Top of THE RECORDS

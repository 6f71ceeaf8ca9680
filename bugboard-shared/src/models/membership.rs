/// Membership model and database operations
///
/// Projects and issues each carry a set of assigned users. The two sets live
/// in separate tables with the same shape, so every operation here takes an
/// [`Assignable`] naming which set it works on.
///
/// # Schema
///
/// ```sql
/// CREATE TABLE project_members (
///     project_id INTEGER NOT NULL REFERENCES projects(id) ON DELETE CASCADE,
///     user_name TEXT NOT NULL REFERENCES users(name) ON DELETE CASCADE,
///     added_on TEXT NOT NULL,
///     PRIMARY KEY (project_id, user_name)
/// );
/// -- issue_members: same columns, keyed by issue_id
/// ```
///
/// # Invariant
///
/// A set is never emptied through [`Membership::remove_unless_last`]: the
/// count check and the delete run as one statement, so two concurrent
/// removals cannot both succeed on a two-member set.
///
/// # Example
///
/// ```no_run
/// use bugboard_shared::models::membership::{Assignable, Membership};
///
/// # async fn example(pool: sqlx::SqlitePool) -> Result<(), sqlx::Error> {
/// let project = Assignable::Project(1);
/// Membership::add(&pool, project, "chondosha").await?;
/// let is_member = Membership::is_member(&pool, project, "chondosha").await?;
/// # Ok(())
/// # }
/// ```

use chrono::{DateTime, Utc};
use serde::{Deserialize, Serialize};
use sqlx::{Sqlite, SqlitePool};

/// Entity that owns a membership set
#[derive(Debug, Clone, Copy, PartialEq, Eq, Serialize, Deserialize)]
#[serde(tag = "kind", content = "id", rename_all = "lowercase")]
pub enum Assignable {
    Project(i64),
    Issue(i64),
}

impl Assignable {
    pub fn id(&self) -> i64 {
        match self {
            Assignable::Project(id) | Assignable::Issue(id) => *id,
        }
    }

    fn table(&self) -> &'static str {
        match self {
            Assignable::Project(_) => "project_members",
            Assignable::Issue(_) => "issue_members",
        }
    }

    fn key_column(&self) -> &'static str {
        match self {
            Assignable::Project(_) => "project_id",
            Assignable::Issue(_) => "issue_id",
        }
    }
}

/// One row of a membership set
#[derive(Debug, Clone, Serialize, Deserialize, sqlx::FromRow)]
pub struct Membership {
    pub user_name: String,
    pub added_on: DateTime<Utc>,
}

/// Outcome of a removal attempt
#[derive(Debug, Clone, Copy, PartialEq, Eq)]
pub enum Removal {
    /// The user was removed
    Removed,
    /// The user was the only member and stays
    LastMember,
    /// The user was not a member
    NotMember,
}

impl Membership {
    /// Adds a user to the set
    ///
    /// Adding an existing member is a no-op. Returns true if a row was inserted.
    pub async fn add(
        pool: &SqlitePool,
        target: Assignable,
        user_name: &str,
    ) -> Result<bool, sqlx::Error> {
        Self::add_with(pool, target, user_name).await
    }

    /// Same as [`Membership::add`] but on any executor, so creation flows can
    /// seed the creator inside their transaction
    pub async fn add_with<'e, E>(
        executor: E,
        target: Assignable,
        user_name: &str,
    ) -> Result<bool, sqlx::Error>
    where
        E: sqlx::Executor<'e, Database = Sqlite>,
    {
        let query = format!(
            "INSERT OR IGNORE INTO {} ({}, user_name, added_on) VALUES (?, ?, ?)",
            target.table(),
            target.key_column()
        );

        let result = sqlx::query(&query)
            .bind(target.id())
            .bind(user_name)
            .bind(Utc::now())
            .execute(executor)
            .await?;

        Ok(result.rows_affected() > 0)
    }

    /// Removes a user unless they are the last member
    pub async fn remove_unless_last(
        pool: &SqlitePool,
        target: Assignable,
        user_name: &str,
    ) -> Result<Removal, sqlx::Error> {
        let (table, key) = (target.table(), target.key_column());
        let query = format!(
            "DELETE FROM {table} WHERE {key} = ?1 AND user_name = ?2 \
             AND (SELECT COUNT(*) FROM {table} WHERE {key} = ?1) > 1"
        );

        let result = sqlx::query(&query)
            .bind(target.id())
            .bind(user_name)
            .execute(pool)
            .await?;

        if result.rows_affected() > 0 {
            return Ok(Removal::Removed);
        }

        if Self::is_member(pool, target, user_name).await? {
            Ok(Removal::LastMember)
        } else {
            Ok(Removal::NotMember)
        }
    }

    /// Checks whether a user belongs to the set
    pub async fn is_member(
        pool: &SqlitePool,
        target: Assignable,
        user_name: &str,
    ) -> Result<bool, sqlx::Error> {
        let query = format!(
            "SELECT EXISTS(SELECT 1 FROM {} WHERE {} = ? AND user_name = ?)",
            target.table(),
            target.key_column()
        );

        let exists: bool = sqlx::query_scalar(&query)
            .bind(target.id())
            .bind(user_name)
            .fetch_one(pool)
            .await?;

        Ok(exists)
    }

    /// Lists the set in the order users were added
    pub async fn list(pool: &SqlitePool, target: Assignable) -> Result<Vec<Self>, sqlx::Error> {
        let query = format!(
            "SELECT user_name, added_on FROM {} WHERE {} = ? ORDER BY added_on, user_name",
            target.table(),
            target.key_column()
        );

        let members = sqlx::query_as::<_, Membership>(&query)
            .bind(target.id())
            .fetch_all(pool)
            .await?;

        Ok(members)
    }

    /// Names of the set's members, in the order they were added
    pub async fn names(pool: &SqlitePool, target: Assignable) -> Result<Vec<String>, sqlx::Error> {
        Ok(Self::list(pool, target)
            .await?
            .into_iter()
            .map(|m| m.user_name)
            .collect())
    }

    /// Counts members in the set
    pub async fn count(pool: &SqlitePool, target: Assignable) -> Result<i64, sqlx::Error> {
        let query = format!(
            "SELECT COUNT(*) FROM {} WHERE {} = ?",
            target.table(),
            target.key_column()
        );

        let count: i64 = sqlx::query_scalar(&query)
            .bind(target.id())
            .fetch_one(pool)
            .await?;

        Ok(count)
    }
}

Bottom of THE RECORDS

AIM OF THE EXERCISE
Whatever is in the entries above, write it out exactly.

FINAL ANSWER
repository 6f71ceeaf8ca9680
filename bugboard-shared/src/models/membership.rs
/// Membership model and database operations
///
/// Projects and issues each carry a set of assigned users. The two sets live
/// in separate tables with the same shape, so every operation here takes an
/// [`Assignable`] naming which set it works on.
///
/// # Schema
///
/// ```sql
/// CREATE TABLE project_members (
///     project_id INTEGER NOT NULL REFERENCES projects(id) ON DELETE CASCADE,
///     user_name TEXT NOT NULL REFERENCES users(name) ON DELETE CASCADE,
///     added_on TEXT NOT NULL,
///     PRIMARY KEY (project_id, user_name)
/// );
/// -- issue_members: same columns, keyed by issue_id
/// ```
///
/// # Invariant
///
/// A set is never emptied through [`Membership::remove_unless_last`]: the
/// count check and the delete run as one statement, so two concurrent
/// removals cannot both succeed on a two-member set.
///
/// # Example
///
/// ```no_run
/// use bugboard_shared::models::membership::{Assignable, Membership};
///
/// # async fn example(pool: sqlx::SqlitePool) -> Result<(), sqlx::Error> {
/// let project = Assignable::Project(1);
/// Membership::add(&pool, project, "chondosha").await?;
/// let is_member = Membership::is_member(&pool, project, "chondosha").await?;
/// # Ok(())
/// # }
/// ```

use chrono::{DateTime, Utc};
use serde::{Deserialize, Serialize};
use sqlx::{Sqlite, SqlitePool};

/// Entity that owns a membership set
#[derive(Debug, Clone, Copy, PartialEq, Eq, Serialize, Deserialize)]
#[serde(tag = "kind", content = "id", rename_all = "lowercase")]
pub enum Assignable {
    Project(i64),
    Issue(i64),
}

impl Assignable {
    pub fn id(&self) -> i64 {
        match self {
            Assignable::Project(id) | Assignable::Issue(id) => *id,
        }
    }

    fn table(&self) -> &'static str {
        match self {
            Assignable::Project(_) => "project_members",
            Assignable::Issue(_) => "issue_members",
        }
    }

    fn key_column(&self) -> &'static str {
        match self {
            Assignable::Project(_) => "project_id",
            Assignable::Issue(_) => "issue_id",
        }
    }
}

/// One row of a membership set
#[derive(Debug, Clone, Serialize, Deserialize, sqlx::FromRow)]
pub struct Membership {
    pub user_name: String,
    pub added_on: DateTime<Utc>,
}

/// Outcome of a removal attempt
#[derive(Debug, Clone, Copy, PartialEq, Eq)]
pub enum Removal {
    /// The user was removed
    Removed,
    /// The user was the only member and stays
    LastMember,
    /// The user was not a member
    NotMember,
}

impl Membership {
    /// Adds a user to the set
    ///
    /// Adding an existing member is a no-op. Returns true if a row was inserted.
    pub async fn add(
        pool: &SqlitePool,
        target: Assignable,
        user_name: &str,
    ) -> Result<bool, sqlx::Error> {
        Self::add_with(pool, target, user_name).await
    }

    /// Same as [`Membership::add`] but on any executor, so creation flows can
    /// seed the creator inside their transaction
    pub async fn add_with<'e, E>(
        executor: E,
        target: Assignable,
        user_name: &str,
    ) -> Result<bool, sqlx::Error>
    where
        E: sqlx::Executor<'e, Database = Sqlite>,
    {
        let query = format!(
            "INSERT OR IGNORE INTO {} ({}, user_name, added_on) VALUES (?, ?, ?)",
            target.table(),
            target.key_column()
        );

        let result = sqlx::query(&query)
            .bind(target.id())
            .bind(user_name)
            .bind(Utc::now())
            .execute(executor)
            .await?;

        Ok(result.rows_affected() > 0)
    }

    /// Removes a user unless they are the last member
    pub async fn remove_unless_last(
        pool: &SqlitePool,
        target: Assignable,
        user_name: &str,
    ) -> Result<Removal, sqlx::Error> {
        let (table, key) = (target.table(), target.key_column());
        let query = format!(
            "DELETE FROM {table} WHERE {key} = ?1 AND user_name = ?2 \
             AND (SELECT COUNT(*) FROM {table} WHERE {key} = ?1) > 1"
        );

        let result = sqlx::query(&query)
            .bind(target.id())
            .bind(user_name)
            .execute(pool)
            .await?;

        if result.rows_affected() > 0 {
            return Ok(Removal::Removed);
        }

        if Self::is_member(pool, target, user_name).await? {
            Ok(Removal::LastMember)
        } else {
            Ok(Removal::NotMember)
        }
    }

    /// Checks whether a user belongs to the set
    pub async fn is_member(
        pool: &SqlitePool,
        target: Assignable,
        user_name: &str,
    ) -> Result<bool, sqlx::Error> {
        let query = format!(
            "SELECT EXISTS(SELECT 1 FROM {} WHERE {} = ? AND user_name = ?)",
            target.table(),
            target.key_column()
        );

        let exists: bool = sqlx::query_scalar(&query)
            .bind(target.id())
            .bind(user_name)
            .fetch_one(pool)
            .await?;

        Ok(exists)
    }

    /// Lists the set in the order users were added
    pub async fn list(pool: &SqlitePool, target: Assignable) -> Result<Vec<Self>, sqlx::Error> {
        let query = format!(
            "SELECT user_name, added_on FROM {} WHERE {} = ? ORDER BY added_on, user_name",
            target.table(),
            target.key_column()
        );

        let members = sqlx::query_as::<_, Membership>(&query)
            .bind(target.id())
            .fetch_all(pool)
            .await?;

        Ok(members)
    }

    /// Names of the set's members, in the order they were added
    pub async fn names(pool: &SqlitePool, target: Assignable) -> Result<Vec<String>, sqlx::Error> {
        Ok(Self::list(pool, target)
            .await?
            .into_iter()
            .map(|m| m.user_name)
            .collect())
    }

    /// Counts members in the set
    pub async fn count(pool: &SqlitePool, target: Assignable) -> Result<i64, sqlx::Error> {
        let query = format!(
            "SELECT COUNT(*) FROM {} WHERE {} = ?",
            target.table(),
            target.key_column()
        );

        let count: i64 = sqlx::query_scalar(&query)
            .bind(target.id())
            .fetch_one(pool)
            .await?;

        Ok(count)
    }
}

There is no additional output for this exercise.